L'Assurance Maladie prend en charge les lentilles de contact, sur prescription médicale, pour les indications suivantes :

  • Astigmatisme irrégulier
  • Myopie égale ou supérieure à 8 dioptries
  • Strabisme accomodatif
  • Aphakie
  • Anisométropie à 3 dioptries
  • Kératocône

Les lentilles de contact sont remboursées à 60 % sur la base d'un forfait annuel, de date à date, par œil appareillé, fixé à 39,48 €, quel que soit le type de lentilles (réutilisables ou non, journalières ou hebdomadaires, etc.).
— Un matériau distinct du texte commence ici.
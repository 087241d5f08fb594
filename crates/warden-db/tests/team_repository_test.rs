//! Integration tests for the team and org-membership repositories using
//! in-memory SurrealDB.

use surrealdb::Surreal;
use surrealdb::engine::local::{Db, Mem};
use uuid::Uuid;
use warden_core::error::WardenError;
use warden_core::models::team::{AddTeamMember, CreateTeam, ParentFilter, TeamRole, UpdateTeam};
use warden_core::repository::{OrgMemberRepository, TeamRepository};
use warden_db::repository::{SurrealOrgMemberRepository, SurrealTeamRepository};

async fn setup() -> Surreal<Db> {
    let db = Surreal::new::<Mem>(()).await.unwrap();
    db.use_ns("test").use_db("test").await.unwrap();
    warden_db::run_migrations(&db).await.unwrap();
    db
}

fn team(org_id: Uuid, name: &str, parent: Option<Uuid>) -> CreateTeam {
    CreateTeam {
        org_id,
        name: name.into(),
        description: None,
        parent_team_id: parent,
        lead_did: None,
        lead_name: None,
        settings: None,
        created_by: "did:example:admin".into(),
    }
}

fn member(team_id: Uuid, did: &str, role: TeamRole) -> AddTeamMember {
    AddTeamMember {
        team_id,
        member_did: did.into(),
        member_name: None,
        team_role: role,
        invited_by: Some("did:example:admin".into()),
    }
}

#[tokio::test]
async fn team_names_are_unique_per_org() {
    let db = setup().await;
    let repo = SurrealTeamRepository::new(db);
    let org_a = Uuid::new_v4();
    let org_b = Uuid::new_v4();

    let created = repo.create(team(org_a, "Platform", None)).await.unwrap();
    assert_eq!(created.settings, serde_json::json!({}));

    assert!(matches!(
        repo.create(team(org_a, "Platform", None)).await,
        Err(WardenError::AlreadyExists { .. })
    ));
    repo.create(team(org_b, "Platform", None)).await.unwrap();

    let found = repo.get_by_name(org_a, "Platform").await.unwrap();
    assert_eq!(found.map(|t| t.id), Some(created.id));
    assert!(repo.get_by_name(org_a, "Missing").await.unwrap().is_none());
}

#[tokio::test]
async fn list_filters_by_parent() {
    let db = setup().await;
    let repo = SurrealTeamRepository::new(db);
    let org_id = Uuid::new_v4();

    let root = repo.create(team(org_id, "Engineering", None)).await.unwrap();
    repo.create(team(org_id, "Backend", Some(root.id))).await.unwrap();
    repo.create(team(org_id, "Frontend", Some(root.id))).await.unwrap();

    assert_eq!(repo.list(org_id, ParentFilter::Any).await.unwrap().len(), 3);
    let roots = repo.list(org_id, ParentFilter::Roots).await.unwrap();
    assert_eq!(roots.len(), 1);
    assert_eq!(roots[0].id, root.id);

    let children = repo
        .list(org_id, ParentFilter::ChildrenOf(root.id))
        .await
        .unwrap();
    let names: Vec<_> = children.iter().map(|t| t.name.as_str()).collect();
    assert_eq!(names, vec!["Backend", "Frontend"]);
    assert_eq!(repo.count_children(org_id, root.id).await.unwrap(), 2);
}

#[tokio::test]
async fn update_can_clear_the_parent() {
    let db = setup().await;
    let repo = SurrealTeamRepository::new(db);
    let org_id = Uuid::new_v4();

    let root = repo.create(team(org_id, "Engineering", None)).await.unwrap();
    let child = repo
        .create(team(org_id, "Backend", Some(root.id)))
        .await
        .unwrap();

    let updated = repo
        .update(
            org_id,
            child.id,
            UpdateTeam {
                name: Some("Services".into()),
                parent_team_id: Some(None),
                ..Default::default()
            },
        )
        .await
        .unwrap();
    assert_eq!(updated.name, "Services");
    assert_eq!(updated.parent_team_id, None);
}

#[tokio::test]
async fn membership_lifecycle() {
    let db = setup().await;
    let repo = SurrealTeamRepository::new(db);
    let org_id = Uuid::new_v4();
    let platform = repo.create(team(org_id, "Platform", None)).await.unwrap();

    repo.add_member(org_id, member(platform.id, "did:example:a", TeamRole::Lead))
        .await
        .unwrap();
    repo.add_member(org_id, member(platform.id, "did:example:b", TeamRole::Member))
        .await
        .unwrap();
    assert!(matches!(
        repo.add_member(org_id, member(platform.id, "did:example:b", TeamRole::Member))
            .await,
        Err(WardenError::AlreadyExists { .. })
    ));
    assert_eq!(repo.count_members(platform.id).await.unwrap(), 2);

    let b = repo
        .get_member(platform.id, "did:example:b")
        .await
        .unwrap()
        .unwrap();
    assert_eq!(b.team_role, TeamRole::Member);

    assert_eq!(
        repo.list_member_team_ids(org_id, "did:example:b").await.unwrap(),
        vec![platform.id]
    );

    assert!(repo.remove_member(platform.id, "did:example:a").await.unwrap());
    assert!(!repo.remove_member(platform.id, "did:example:a").await.unwrap());
    assert_eq!(repo.list_members(platform.id).await.unwrap().len(), 1);
}

fn led_team(org_id: Uuid, name: &str, lead: &str) -> CreateTeam {
    CreateTeam {
        lead_did: Some(lead.into()),
        lead_name: Some("Lead".into()),
        ..team(org_id, name, None)
    }
}

#[tokio::test]
async fn create_enrolls_the_lead_in_the_same_transaction() {
    let db = setup().await;
    let repo = SurrealTeamRepository::new(db);
    let org_id = Uuid::new_v4();

    let platform = repo
        .create(led_team(org_id, "Platform", "did:example:a"))
        .await
        .unwrap();
    let lead = repo
        .get_member(platform.id, "did:example:a")
        .await
        .unwrap()
        .unwrap();
    assert_eq!(lead.team_role, TeamRole::Lead);
    assert_eq!(lead.member_name.as_deref(), Some("Lead"));

    // The name clash cancels the whole transaction: no membership row
    // is left behind for the second lead.
    assert!(matches!(
        repo.create(led_team(org_id, "Platform", "did:example:b")).await,
        Err(WardenError::AlreadyExists { .. })
    ));
    assert!(
        repo.list_member_team_ids(org_id, "did:example:b")
            .await
            .unwrap()
            .is_empty()
    );
    assert_eq!(repo.list(org_id, ParentFilter::Any).await.unwrap().len(), 1);
}

#[tokio::test]
async fn assign_lead_keeps_a_single_lead() {
    let db = setup().await;
    let repo = SurrealTeamRepository::new(db);
    let org_id = Uuid::new_v4();
    let platform = repo
        .create(led_team(org_id, "Platform", "did:example:a"))
        .await
        .unwrap();
    repo.add_member(org_id, member(platform.id, "did:example:b", TeamRole::Member))
        .await
        .unwrap();

    // Promote an existing member.
    let updated = repo
        .assign_lead(org_id, platform.id, "did:example:b", Some("B".into()), "did:example:admin")
        .await
        .unwrap();
    assert_eq!(updated.lead_did.as_deref(), Some("did:example:b"));
    assert_eq!(updated.lead_name.as_deref(), Some("B"));

    // Enroll a newcomer.
    let updated = repo
        .assign_lead(org_id, platform.id, "did:example:c", None, "did:example:admin")
        .await
        .unwrap();
    assert_eq!(updated.lead_did.as_deref(), Some("did:example:c"));

    let members = repo.list_members(platform.id).await.unwrap();
    assert_eq!(members.len(), 3);
    let leads: Vec<_> = members
        .iter()
        .filter(|m| m.team_role == TeamRole::Lead)
        .map(|m| m.member_did.as_str())
        .collect();
    assert_eq!(leads, vec!["did:example:c"]);
    let c = members.iter().find(|m| m.member_did == "did:example:c").unwrap();
    assert_eq!(c.invited_by.as_deref(), Some("did:example:admin"));
}

#[tokio::test]
async fn removing_the_lead_clears_the_team_lead() {
    let db = setup().await;
    let repo = SurrealTeamRepository::new(db);
    let org_id = Uuid::new_v4();
    let platform = repo
        .create(led_team(org_id, "Platform", "did:example:a"))
        .await
        .unwrap();
    repo.add_member(org_id, member(platform.id, "did:example:b", TeamRole::Member))
        .await
        .unwrap();

    assert!(repo.remove_member(platform.id, "did:example:b").await.unwrap());
    let team = repo.get_by_id(org_id, platform.id).await.unwrap();
    assert_eq!(team.lead_did.as_deref(), Some("did:example:a"));

    assert!(repo.remove_member(platform.id, "did:example:a").await.unwrap());
    let team = repo.get_by_id(org_id, platform.id).await.unwrap();
    assert_eq!(team.lead_did, None);
    assert_eq!(team.lead_name, None);
}

#[tokio::test]
async fn delete_removes_memberships() {
    let db = setup().await;
    let repo = SurrealTeamRepository::new(db);
    let org_id = Uuid::new_v4();
    let platform = repo.create(team(org_id, "Platform", None)).await.unwrap();
    repo.add_member(org_id, member(platform.id, "did:example:a", TeamRole::Member))
        .await
        .unwrap();

    repo.delete(org_id, platform.id).await.unwrap();

    assert_eq!(repo.count_members(platform.id).await.unwrap(), 0);
    assert!(matches!(
        repo.get_by_id(org_id, platform.id).await,
        Err(WardenError::NotFound { .. })
    ));
    assert!(matches!(
        repo.delete(org_id, platform.id).await,
        Err(WardenError::NotFound { .. })
    ));
}

#[tokio::test]
async fn org_member_upsert_replaces_role() {
    let db = setup().await;
    let repo = SurrealOrgMemberRepository::new(db);
    let org_id = Uuid::new_v4();

    repo.upsert(org_id, "did:example:a", "member").await.unwrap();
    let updated = repo.upsert(org_id, "did:example:a", "admin").await.unwrap();
    assert_eq!(updated.role, "admin");

    let fetched = repo.get(org_id, "did:example:a").await.unwrap().unwrap();
    assert_eq!(fetched.role, "admin");
    assert!(repo.get(Uuid::new_v4(), "did:example:a").await.unwrap().is_none());

    repo.remove(org_id, "did:example:a").await.unwrap();
    assert!(repo.get(org_id, "did:example:a").await.unwrap().is_none());
}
  • L'opticien-lunetier ou l'orthoptiste peut adapter, dans le cadre d'un renouvellement de délivrance, les corrections optiques des prescriptions médicales de lentilles de contact oculaire datant de moins de :

    • 3 ans pour une prescription médicale 
    • 2 ans pour une prescription orthoptique.

    Le remboursement de vos lentilles par votre caisse d'Assurance maladie se fera dans les conditions habituelles.

    Si votre ordonnance est dépassée, consultez un médecin (ophtalmologiste) ou, à certaines conditions, un orthoptiste. Il vous prescrira de nouvelles lentilles qui seront remboursées dans les conditions habituelles.

      À savoir

    si vous avez entre 16 et 42 ans, vous pouvez bénéficier d'un bilan visuel et d'une prescription de la part d'un orthoptiste.

    Pour cela, le dernier bilan visuel réalisé par le médecin ophtalmologiste doit dater de moins de 5 ans.

    De plus, vous ne devez pas présenter une contre-indication listée par le ministère.

  • Si votre dernière ordonnance date de moins d'un an, vous pouvez vous rendre chez l'opticien ou l'orthoptiste. Il pourra renouveler vos lentilles en les adaptant à votre vue sans nouvelle ordonnance du médecin (sauf opposition du prescripteur mentionnée sur la prescription). Il réalisera au préalable un contrôle de votre vue.

    Le remboursement de vos lentilles par votre caisse d'Assurance maladie se fera dans les conditions habituelles.

    Si votre ordonnance date de plus d'un an, consultez un médecin (ophtalmologiste) qui vous prescrira de nouvelles lentilles. Elles seront remboursées dans les conditions habituelles.

 Attention :

l'ophtalmologiste peut s'opposer au renouvellement de vos lentilles par un opticien ou un orthoptiste en le mentionnant sur l'ordonnance, si vous êtes dans certaines situations médicales. Par exemple : troubles de réfraction associés au diabète, à un glaucome ou à une anomalie du film lacrymal.

Depuis janvier 2020, le 100 % santé est mis en place et permet un meilleur remboursement grâce au respect du contrat responsable.